### Data to examine
^^^^^^^^

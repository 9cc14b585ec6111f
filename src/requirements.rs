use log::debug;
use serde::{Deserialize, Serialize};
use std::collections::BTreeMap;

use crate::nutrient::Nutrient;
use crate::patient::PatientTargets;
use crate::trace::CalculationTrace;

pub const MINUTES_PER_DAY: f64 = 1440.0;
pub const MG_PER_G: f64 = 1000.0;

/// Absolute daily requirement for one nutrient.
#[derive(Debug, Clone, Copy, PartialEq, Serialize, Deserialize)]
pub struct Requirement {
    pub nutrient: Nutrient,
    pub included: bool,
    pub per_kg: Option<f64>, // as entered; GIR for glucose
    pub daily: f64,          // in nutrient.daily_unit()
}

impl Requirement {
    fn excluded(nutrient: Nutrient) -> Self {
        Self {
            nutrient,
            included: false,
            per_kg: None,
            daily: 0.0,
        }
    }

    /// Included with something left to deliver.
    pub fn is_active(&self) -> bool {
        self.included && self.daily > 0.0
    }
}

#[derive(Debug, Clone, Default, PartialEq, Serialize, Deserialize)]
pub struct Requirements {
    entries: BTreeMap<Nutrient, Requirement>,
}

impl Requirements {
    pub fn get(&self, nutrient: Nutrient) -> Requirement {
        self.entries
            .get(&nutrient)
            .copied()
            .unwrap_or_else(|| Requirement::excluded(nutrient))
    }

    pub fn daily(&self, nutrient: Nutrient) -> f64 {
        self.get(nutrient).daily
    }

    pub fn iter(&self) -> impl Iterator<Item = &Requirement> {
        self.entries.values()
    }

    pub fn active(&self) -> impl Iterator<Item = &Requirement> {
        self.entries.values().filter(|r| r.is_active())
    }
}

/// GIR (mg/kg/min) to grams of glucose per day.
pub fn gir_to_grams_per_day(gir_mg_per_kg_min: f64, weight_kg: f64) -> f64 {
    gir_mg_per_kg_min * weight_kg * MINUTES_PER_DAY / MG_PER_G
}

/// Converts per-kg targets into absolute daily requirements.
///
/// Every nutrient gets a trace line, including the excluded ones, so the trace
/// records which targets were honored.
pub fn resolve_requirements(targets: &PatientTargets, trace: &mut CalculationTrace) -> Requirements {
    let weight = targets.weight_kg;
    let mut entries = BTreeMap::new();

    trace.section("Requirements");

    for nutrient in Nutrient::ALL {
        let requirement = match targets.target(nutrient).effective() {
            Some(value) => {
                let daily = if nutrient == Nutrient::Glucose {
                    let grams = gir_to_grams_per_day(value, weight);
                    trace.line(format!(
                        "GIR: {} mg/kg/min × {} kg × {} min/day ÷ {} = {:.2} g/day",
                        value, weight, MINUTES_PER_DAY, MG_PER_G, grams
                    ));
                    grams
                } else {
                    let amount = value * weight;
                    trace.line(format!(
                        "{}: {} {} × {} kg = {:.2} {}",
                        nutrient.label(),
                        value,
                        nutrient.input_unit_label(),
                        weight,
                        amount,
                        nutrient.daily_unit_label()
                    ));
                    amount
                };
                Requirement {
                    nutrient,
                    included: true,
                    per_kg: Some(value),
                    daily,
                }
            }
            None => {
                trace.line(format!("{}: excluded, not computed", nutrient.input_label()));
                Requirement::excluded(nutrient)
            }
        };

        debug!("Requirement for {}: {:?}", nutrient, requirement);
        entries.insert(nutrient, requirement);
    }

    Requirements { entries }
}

^^^^^^^^

### Try it
All that belongs in the answer is an exact copy of the lines from the start of the records above through the line with "use crate::trace::CalculationTrace;".

### Solution for this exercise
repository 9cc14b585ec6111f
filename src/requirements.rs
use log::debug;
use serde::{Deserialize, Serialize};
use std::collections::BTreeMap;

use crate::nutrient::Nutrient;
use crate::patient::PatientTargets;
use crate::trace::CalculationTrace;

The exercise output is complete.